Exercise prompt —
Print out the complete set of records below, exactly as they read.

Saved entries
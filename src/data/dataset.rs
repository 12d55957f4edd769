//! Binary and multi-label datasets

use crate::error::{Error, Result};
use ndarray::Array1;

/// One training example of a one-vs-rest problem
#[derive(Debug, Clone, PartialEq)]
pub struct Sample {
    pub features: Array1<f32>,
    /// 1 for the positive class, 0 for the rest
    pub label: u8,
}

impl Sample {
    pub fn new(features: Vec<f32>, label: u8) -> Self {
        Self {
            features: Array1::from(features),
            label,
        }
    }

    pub fn is_positive(&self) -> bool {
        self.label == 1
    }
}

/// Ordered, indexable binary dataset
#[derive(Debug, Clone, Default, PartialEq)]
pub struct BinaryDataset {
    samples: Vec<Sample>,
}

impl BinaryDataset {
    pub fn new(samples: Vec<Sample>) -> Self {
        Self { samples }
    }

    pub fn len(&self) -> usize {
        self.samples.len()
    }

    pub fn is_empty(&self) -> bool {
        self.samples.is_empty()
    }

    pub fn get(&self, index: usize) -> Option<&Sample> {
        self.samples.get(index)
    }

    pub fn iter(&self) -> impl Iterator<Item = &Sample> {
        self.samples.iter()
    }

    /// Number of samples labelled 1
    pub fn num_positives(&self) -> usize {
        self.samples.iter().filter(|s| s.is_positive()).count()
    }

    /// Feature length of the first sample, 0 when empty
    pub fn n_features(&self) -> usize {
        self.samples.first().map_or(0, |s| s.features.len())
    }
}

/// Samples with a 0/1 membership row over `n_classes` labels
#[derive(Debug, Clone, Default, PartialEq)]
pub struct MultiLabelDataset {
    features: Vec<Array1<f32>>,
    labels: Vec<Vec<u8>>,
    n_classes: usize,
}

impl MultiLabelDataset {
    /// Build from parallel feature and label rows
    ///
    /// # Errors
    ///
    /// Fails when row counts differ, a label row does not have `n_classes`
    /// entries, or feature rows disagree in length.
    pub fn new(features: Vec<Array1<f32>>, labels: Vec<Vec<u8>>, n_classes: usize) -> Result<Self> {
        if features.len() != labels.len() {
            return Err(Error::ShapeMismatch {
                context: "multi-label rows".into(),
                expected: features.len(),
                actual: labels.len(),
            });
        }
        if let Some(row) = labels.iter().find(|row| row.len() != n_classes) {
            return Err(Error::ShapeMismatch {
                context: "label row".into(),
                expected: n_classes,
                actual: row.len(),
            });
        }
        if let Some(first) = features.first() {
            if let Some(row) = features.iter().find(|f| f.len() != first.len()) {
                return Err(Error::ShapeMismatch {
                    context: "feature row".into(),
                    expected: first.len(),
                    actual: row.len(),
                });
            }
        }
        Ok(Self {
            features,
            labels,
            n_classes,
        })
    }

    pub fn len(&self) -> usize {
        self.features.len()
    }

    pub fn is_empty(&self) -> bool {
        self.features.is_empty()
    }

    pub fn n_classes(&self) -> usize {
        self.n_classes
    }

    pub fn n_features(&self) -> usize {
        self.features.first().map_or(0, Array1::len)
    }

    pub fn labels(&self, index: usize) -> Option<&[u8]> {
        self.labels.get(index).map(Vec::as_slice)
    }

    /// Reduce to "class `class` vs. rest"
    pub fn one_vs_rest(&self, class: usize) -> Result<BinaryDataset> {
        if class >= self.n_classes {
            return Err(Error::ClassOutOfRange {
                class,
                n_classes: self.n_classes,
            });
        }
        let samples = self
            .features
            .iter()
            .zip(&self.labels)
            .map(|(x, row)| Sample {
                features: x.clone(),
                label: row[class],
            })
            .collect();
        Ok(BinaryDataset::new(samples))
    }

    /// Split into the first `n` rows and the remainder
    pub fn split_at(self, n: usize) -> (Self, Self) {
        let n = n.min(self.len());
        let mut features = self.features;
        let mut labels = self.labels;
        let rest_features = features.split_off(n);
        let rest_labels = labels.split_off(n);
        (
            Self {
                features,
                labels,
                n_classes: self.n_classes,
            },
            Self {
                features: rest_features,
                labels: rest_labels,
                n_classes: self.n_classes,
            },
        )
    }
}

/// Source of per-class train/test splits
pub trait DatasetProvider {
    fn n_classes(&self) -> usize;

    fn n_features(&self) -> usize;

    /// Training split of class `class` vs. rest
    fn train(&self, class: usize) -> Result<BinaryDataset>;

    /// Test split of class `class` vs. rest
    fn test(&self, class: usize) -> Result<BinaryDataset>;
}

/// Multi-label train/test pair reduced one-vs-rest on demand
#[derive(Debug, Clone, PartialEq)]
pub struct SplitMultiLabel {
    pub train: MultiLabelDataset,
    pub test: MultiLabelDataset,
}

impl DatasetProvider for SplitMultiLabel {
    fn n_classes(&self) -> usize {
        self.train.n_classes()
    }

    fn n_features(&self) -> usize {
        self.train.n_features()
    }

    fn train(&self, class: usize) -> Result<BinaryDataset> {
        self.train.one_vs_rest(class)
    }

    fn test(&self, class: usize) -> Result<BinaryDataset> {
        self.test.one_vs_rest(class)
    }
}

#[cfg(test)]
mod tests {
    use super::*;
    use ndarray::arr1;

    fn small() -> MultiLabelDataset {
        MultiLabelDataset::new(
            vec![arr1(&[1.0, 0.0]), arr1(&[0.0, 1.0]), arr1(&[1.0, 1.0])],
            vec![vec![1, 0], vec![0, 1], vec![1, 1]],
            2,
        )
        .unwrap()
    }

    #[test]
    fn test_one_vs_rest_labels() {
        let data = small();
        let c0 = data.one_vs_rest(0).unwrap();
        let labels: Vec<u8> = c0.iter().map(|s| s.label).collect();
        assert_eq!(labels, vec![1, 0, 1]);
        assert_eq!(c0.num_positives(), 2);
        assert_eq!(c0.n_features(), 2);

        let c1 = data.one_vs_rest(1).unwrap();
        assert_eq!(c1.num_positives(), 2);
        assert_eq!(c1.get(1).map(|s| s.label), Some(1));
    }

    #[test]
    fn test_class_out_of_range() {
        let err = small().one_vs_rest(2).unwrap_err();
        assert!(matches!(
            err,
            Error::ClassOutOfRange {
                class: 2,
                n_classes: 2
            }
        ));
    }

    #[test]
    fn test_inconsistent_rows_rejected() {
        assert!(MultiLabelDataset::new(vec![arr1(&[1.0])], vec![], 1).is_err());
        assert!(MultiLabelDataset::new(vec![arr1(&[1.0])], vec![vec![1, 0]], 1).is_err());
        assert!(MultiLabelDataset::new(
            vec![arr1(&[1.0]), arr1(&[1.0, 2.0])],
            vec![vec![1], vec![0]],
            1
        )
        .is_err());
    }

    #[test]
    fn test_split_at() {
        let (train, test) = small().split_at(2);
        assert_eq!(train.len(), 2);
        assert_eq!(test.len(), 1);
        assert_eq!(test.labels(0), Some(&[1u8, 1][..]));

        let (all, none) = small().split_at(10);
        assert_eq!(all.len(), 3);
        assert!(none.is_empty());
    }

    #[test]
    fn test_split_provider() {
        let (train, test) = small().split_at(2);
        let provider = SplitMultiLabel { train, test };
        assert_eq!(provider.n_classes(), 2);
        assert_eq!(provider.n_features(), 2);
        assert_eq!(provider.train(0).unwrap().len(), 2);
        assert_eq!(provider.test(1).unwrap().num_positives(), 1);
    }

    #[test]
    fn test_empty_binary_dataset() {
        let data = BinaryDataset::default();
        assert!(data.is_empty());
        assert_eq!(data.n_features(), 0);
        assert!(data.get(0).is_none());
    }
}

Task result —
filename src/data/dataset.rs
repository 12d55957f4edd769
//! Binary and multi-label datasets

use crate::error::{Error, Result};
use ndarray::Array1;

/// One training example of a one-vs-rest problem
#[derive(Debug, Clone, PartialEq)]
pub struct Sample {
    pub features: Array1<f32>,
    /// 1 for the positive class, 0 for the rest
    pub label: u8,
}

impl Sample {
    pub fn new(features: Vec<f32>, label: u8) -> Self {
        Self {
            features: Array1::from(features),
            label,
        }
    }

    pub fn is_positive(&self) -> bool {
        self.label == 1
    }
}

/// Ordered, indexable binary dataset
#[derive(Debug, Clone, Default, PartialEq)]
pub struct BinaryDataset {
    samples: Vec<Sample>,
}

impl BinaryDataset {
    pub fn new(samples: Vec<Sample>) -> Self {
        Self { samples }
    }

    pub fn len(&self) -> usize {
        self.samples.len()
    }

    pub fn is_empty(&self) -> bool {
        self.samples.is_empty()
    }

    pub fn get(&self, index: usize) -> Option<&Sample> {
        self.samples.get(index)
    }

    pub fn iter(&self) -> impl Iterator<Item = &Sample> {
        self.samples.iter()
    }

    /// Number of samples labelled 1
    pub fn num_positives(&self) -> usize {
        self.samples.iter().filter(|s| s.is_positive()).count()
    }

    /// Feature length of the first sample, 0 when empty
    pub fn n_features(&self) -> usize {
        self.samples.first().map_or(0, |s| s.features.len())
    }
}

/// Samples with a 0/1 membership row over `n_classes` labels
#[derive(Debug, Clone, Default, PartialEq)]
pub struct MultiLabelDataset {
    features: Vec<Array1<f32>>,
    labels: Vec<Vec<u8>>,
    n_classes: usize,
}

impl MultiLabelDataset {
    /// Build from parallel feature and label rows
    ///
    /// # Errors
    ///
    /// Fails when row counts differ, a label row does not have `n_classes`
    /// entries, or feature rows disagree in length.
    pub fn new(features: Vec<Array1<f32>>, labels: Vec<Vec<u8>>, n_classes: usize) -> Result<Self> {
        if features.len() != labels.len() {
            return Err(Error::ShapeMismatch {
                context: "multi-label rows".into(),
                expected: features.len(),
                actual: labels.len(),
            });
        }
        if let Some(row) = labels.iter().find(|row| row.len() != n_classes) {
            return Err(Error::ShapeMismatch {
                context: "label row".into(),
                expected: n_classes,
                actual: row.len(),
            });
        }
        if let Some(first) = features.first() {
            if let Some(row) = features.iter().find(|f| f.len() != first.len()) {
                return Err(Error::ShapeMismatch {
                    context: "feature row".into(),
                    expected: first.len(),
                    actual: row.len(),
                });
            }
        }
        Ok(Self {
            features,
            labels,
            n_classes,
        })
    }

    pub fn len(&self) -> usize {
        self.features.len()
    }

    pub fn is_empty(&self) -> bool {
        self.features.is_empty()
    }

    pub fn n_classes(&self) -> usize {
        self.n_classes
    }

    pub fn n_features(&self) -> usize {
        self.features.first().map_or(0, Array1::len)
    }

    pub fn labels(&self, index: usize) -> Option<&[u8]> {
        self.labels.get(index).map(Vec::as_slice)
    }

    /// Reduce to "class `class` vs. rest"
    pub fn one_vs_rest(&self, class: usize) -> Result<BinaryDataset> {
        if class >= self.n_classes {
            return Err(Error::ClassOutOfRange {
                class,
                n_classes: self.n_classes,
            });
        }
        let samples = self
            .features
            .iter()
            .zip(&self.labels)
            .map(|(x, row)| Sample {
                features: x.clone(),
                label: row[class],
            })
            .collect();
        Ok(BinaryDataset::new(samples))
    }

    /// Split into the first `n` rows and the remainder
    pub fn split_at(self, n: usize) -> (Self, Self) {
        let n = n.min(self.len());
        let mut features = self.features;
        let mut labels = self.labels;
        let rest_features = features.split_off(n);
        let rest_labels = labels.split_off(n);
        (
            Self {
                features,
                labels,
                n_classes: self.n_classes,
            },
            Self {
                features: rest_features,
                labels: rest_labels,
                n_classes: self.n_classes,
            },
        )
    }
}

/// Source of per-class train/test splits
pub trait DatasetProvider {
    fn n_classes(&self) -> usize;

    fn n_features(&self) -> usize;

    /// Training split of class `class` vs. rest
    fn train(&self, class: usize) -> Result<BinaryDataset>;

    /// Test split of class `class` vs. rest
    fn test(&self, class: usize) -> Result<BinaryDataset>;
}

/// Multi-label train/test pair reduced one-vs-rest on demand
#[derive(Debug, Clone, PartialEq)]
pub struct SplitMultiLabel {
    pub train: MultiLabelDataset,
    pub test: MultiLabelDataset,
}

impl DatasetProvider for SplitMultiLabel {
    fn n_classes(&self) -> usize {
        self.train.n_classes()
    }

    fn n_features(&self) -> usize {
        self.train.n_features()
    }

    fn train(&self, class: usize) -> Result<BinaryDataset> {
        self.train.one_vs_rest(class)
    }

    fn test(&self, class: usize) -> Result<BinaryDataset> {
        self.test.one_vs_rest(class)
    }
}

#[cfg(test)]
mod tests {
    use super::*;
    use ndarray::arr1;

    fn small() -> MultiLabelDataset {
        MultiLabelDataset::new(
            vec![arr1(&[1.0, 0.0]), arr1(&[0.0, 1.0]), arr1(&[1.0, 1.0])],
            vec![vec![1, 0], vec![0, 1], vec![1, 1]],
            2,
        )
        .unwrap()
    }

    #[test]
    fn test_one_vs_rest_labels() {
        let data = small();
        let c0 = data.one_vs_rest(0).unwrap();
        let labels: Vec<u8> = c0.iter().map(|s| s.label).collect();
        assert_eq!(labels, vec![1, 0, 1]);
        assert_eq!(c0.num_positives(), 2);
        assert_eq!(c0.n_features(), 2);

        let c1 = data.one_vs_rest(1).unwrap();
        assert_eq!(c1.num_positives(), 2);
        assert_eq!(c1.get(1).map(|s| s.label), Some(1));
    }

    #[test]
    fn test_class_out_of_range() {
        let err = small().one_vs_rest(2).unwrap_err();
        assert!(matches!(
            err,
            Error::ClassOutOfRange {
                class: 2,
                n_classes: 2
            }
        ));
    }

    #[test]
    fn test_inconsistent_rows_rejected() {
        assert!(MultiLabelDataset::new(vec![arr1(&[1.0])], vec![], 1).is_err());
        assert!(MultiLabelDataset::new(vec![arr1(&[1.0])], vec![vec![1, 0]], 1).is_err());
        assert!(MultiLabelDataset::new(
            vec![arr1(&[1.0]), arr1(&[1.0, 2.0])],
            vec![vec![1], vec![0]],
            1
        )
        .is_err());
    }

    #[test]
    fn test_split_at() {
        let (train, test) = small().split_at(2);
        assert_eq!(train.len(), 2);
        assert_eq!(test.len(), 1);
        assert_eq!(test.labels(0), Some(&[1u8, 1][..]));

        let (all, none) = small().split_at(10);
        assert_eq!(all.len(), 3);
        assert!(none.is_empty());
    }

    #[test]
    fn test_split_provider() {
        let (train, test) = small().split_at(2);
        let provider = SplitMultiLabel { train, test };
        assert_eq!(provider.n_classes(), 2);
        assert_eq!(provider.n_features(), 2);
        assert_eq!(provider.train(0).unwrap().len(), 2);
        assert_eq!(provider.test(1).unwrap().num_positives(), 1);
    }

    #[test]
    fn test_empty_binary_dataset() {
        let data = BinaryDataset::default();
        assert!(data.is_empty());
        assert_eq!(data.n_features(), 0);
        assert!(data.get(0).is_none());
    }
}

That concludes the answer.